Work task: The answer is the set of lines that include "CompoundResult", copied from the data below.

Data excerpts:
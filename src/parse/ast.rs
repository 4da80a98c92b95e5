use crate::common::{BinaryOperator, Int, Pool, Qualifier, UnaryOperator};
use crate::maps::DiceMapDef;

/// A parsed YADN string: one or more `;`-separated rolls.
#[derive(Debug, Clone, PartialEq)]
pub struct Ast {
    pub rolls: Vec<Node>,
}

#[derive(Debug, Clone, PartialEq)]
pub enum Node {
    Int(Int),
    Bool(bool),
    Text(String),
    Pool(Pool),
    /// A dice-map literal; evaluating it registers the map for later rolls.
    Map(DiceMapDef),
    Group(Box<Node>),
    Unary(UnaryOperator, Box<Node>),
    Binary(BinaryOperator, Box<Node>, Box<Node>),
    /// `expr m "name"`.
    Mapped(Box<Node>, String),
    /// `expr 'qualifier'`.
    Qualified(Box<Node>, Qualifier),
}

impl Node {
    pub(crate) fn unary(op: UnaryOperator, operand: Node) -> Self {
        Self::Unary(op, Box::new(operand))
    }

    pub(crate) fn binary(op: BinaryOperator, lhs: Node, rhs: Node) -> Self {
        Self::Binary(op, Box::new(lhs), Box::new(rhs))
    }
}
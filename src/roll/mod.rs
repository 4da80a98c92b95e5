mod ctx;
mod error;
mod roller;
mod value;

pub use ctx::{RollContext, DEFAULT_MAX_ROLLS};
pub use error::{EvalError, MappingError};
pub use roller::{DefaultRoller, Roller};
pub use value::{CompoundResult, Value};

#[cfg(test)]
pub(crate) use roller::{FixedRoller, StepRoller};

use crate::maps::DiceMapRegistry;
use crate::parse::ast::Ast;

/// Evaluates a parsed YADN string with the given roller and registry.
pub fn eval<R: Roller>(
    ast: &Ast,
    roller: R,
    registry: &DiceMapRegistry,
) -> Result<CompoundResult, EvalError> {
    RollContext::new(roller, registry).eval(ast)
}
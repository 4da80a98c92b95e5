pub mod ast;
mod lexer;
mod parser;

pub use lexer::TokenKind;
pub use parser::{ParseError, ParseErrorKind};

/// Parses a YADN string into its rolls.
pub fn parse(s: &str) -> Result<ast::Ast, ParseError> {
    parser::Parser::new(s).parse()
}
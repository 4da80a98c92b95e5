//! Named dice maps: translation tables from rolled ordinals to text, used by
//! the mapping operator (`m`). Registries are explicit objects; there is no
//! global map state.

use crate::common::Int;
use std::collections::BTreeMap;
use std::path::Path;

/// Ordinal-to-text entries of a single named map.
pub type DiceMap = BTreeMap<Int, String>;

/// A map literal as it appears in a roll: `{"name" = 1:"a", 2:"b"}`.
#[derive(Debug, Clone, Eq, PartialEq)]
pub struct DiceMapDef {
    pub name: String,
    pub entries: DiceMap,
}

#[derive(thiserror::Error, Debug, Clone, Eq, PartialEq)]
pub enum MapError {
    #[error("line {line}: ordinal {ordinal} appears twice in map {name:?}")]
    DuplicateOrdinal { line: usize, name: String, ordinal: Int },
    #[error("line {line}: ordinal {ordinal} is not a positive integer")]
    NonPositiveOrdinal { line: usize, ordinal: Int },
    #[error("line {line}: entry appears before any map name")]
    MissingName { line: usize },
    #[error("failed to read {path}: {message}")]
    Io { path: String, message: String },
}

/// Holds every dice map available to an evaluation.
#[derive(Debug, Clone, Default, Eq, PartialEq)]
pub struct DiceMapRegistry {
    maps: BTreeMap<String, DiceMap>,
}

impl DiceMapRegistry {
    pub fn new() -> Self {
        Self::default()
    }

    /// Registers a map, replacing any previous map with the same name.
    pub fn register(&mut self, name: impl Into<String>, map: DiceMap) {
        self.maps.insert(name.into(), map);
    }

    pub fn contains(&self, name: &str) -> bool {
        self.maps.contains_key(name)
    }

    pub fn lookup(&self, name: &str, ordinal: Int) -> Option<&str> {
        self.maps.get(name)?.get(&ordinal).map(String::as_str)
    }

    pub fn get(&self, name: &str) -> Option<&DiceMap> {
        self.maps.get(name)
    }

    /// Names of every registered map, in sorted order.
    pub fn names(&self) -> impl Iterator<Item = &str> {
        self.maps.keys().map(String::as_str)
    }

    /// Loads maps from the sectioned text format and returns the names added.
    ///
    /// A line whose first field is an integer is an `ordinal value` entry for
    /// the current section; any other non-empty line opens a new section
    /// named by its trimmed content. Entries may also use `:` between the
    /// ordinal and the value.
    pub fn load_str(&mut self, text: &str) -> Result<Vec<String>, MapError> {
        let mut added = Vec::new();
        let mut current: Option<(String, DiceMap)> = None;

        for (idx, raw) in text.lines().enumerate() {
            let line = idx + 1;
            let trimmed = raw.trim();
            if trimmed.is_empty() {
                continue;
            }
            match split_entry(trimmed) {
                Some((ordinal, value)) => {
                    let (name, map) = current
                        .as_mut()
                        .ok_or(MapError::MissingName { line })?;
                    if ordinal < 1 {
                        return Err(MapError::NonPositiveOrdinal { line, ordinal });
                    }
                    if map.insert(ordinal, value.to_owned()).is_some() {
                        return Err(MapError::DuplicateOrdinal {
                            line,
                            name: name.clone(),
                            ordinal,
                        });
                    }
                }
                None => {
                    if let Some((name, map)) = current.take() {
                        added.push(name.clone());
                        self.register(name, map);
                    }
                    current = Some((trimmed.to_owned(), DiceMap::new()));
                }
            }
        }
        if let Some((name, map)) = current {
            added.push(name.clone());
            self.register(name, map);
        }
        Ok(added)
    }

    pub fn load_path(&mut self, path: impl AsRef<Path>) -> Result<Vec<String>, MapError> {
        let path = path.as_ref();
        let text = std::fs::read_to_string(path).map_err(|e| MapError::Io {
            path: path.display().to_string(),
            message: e.to_string(),
        })?;
        self.load_str(&text)
    }
}

/// Splits an entry line into `(ordinal, value)`. Returns `None` for section
/// headers (lines that do not start with an integer field).
fn split_entry(line: &str) -> Option<(Int, &str)> {
    let (head, rest) = match line.split_once(|c: char| c == ':' || c.is_whitespace()) {
        Some((head, rest)) => (head, rest.trim()),
        None => (line, ""),
    };
    let ordinal = head.trim().parse().ok()?;
    Some((ordinal, rest))
}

Task output:
pub use value::{CompoundResult, Value};
) -> Result<CompoundResult, EvalError> {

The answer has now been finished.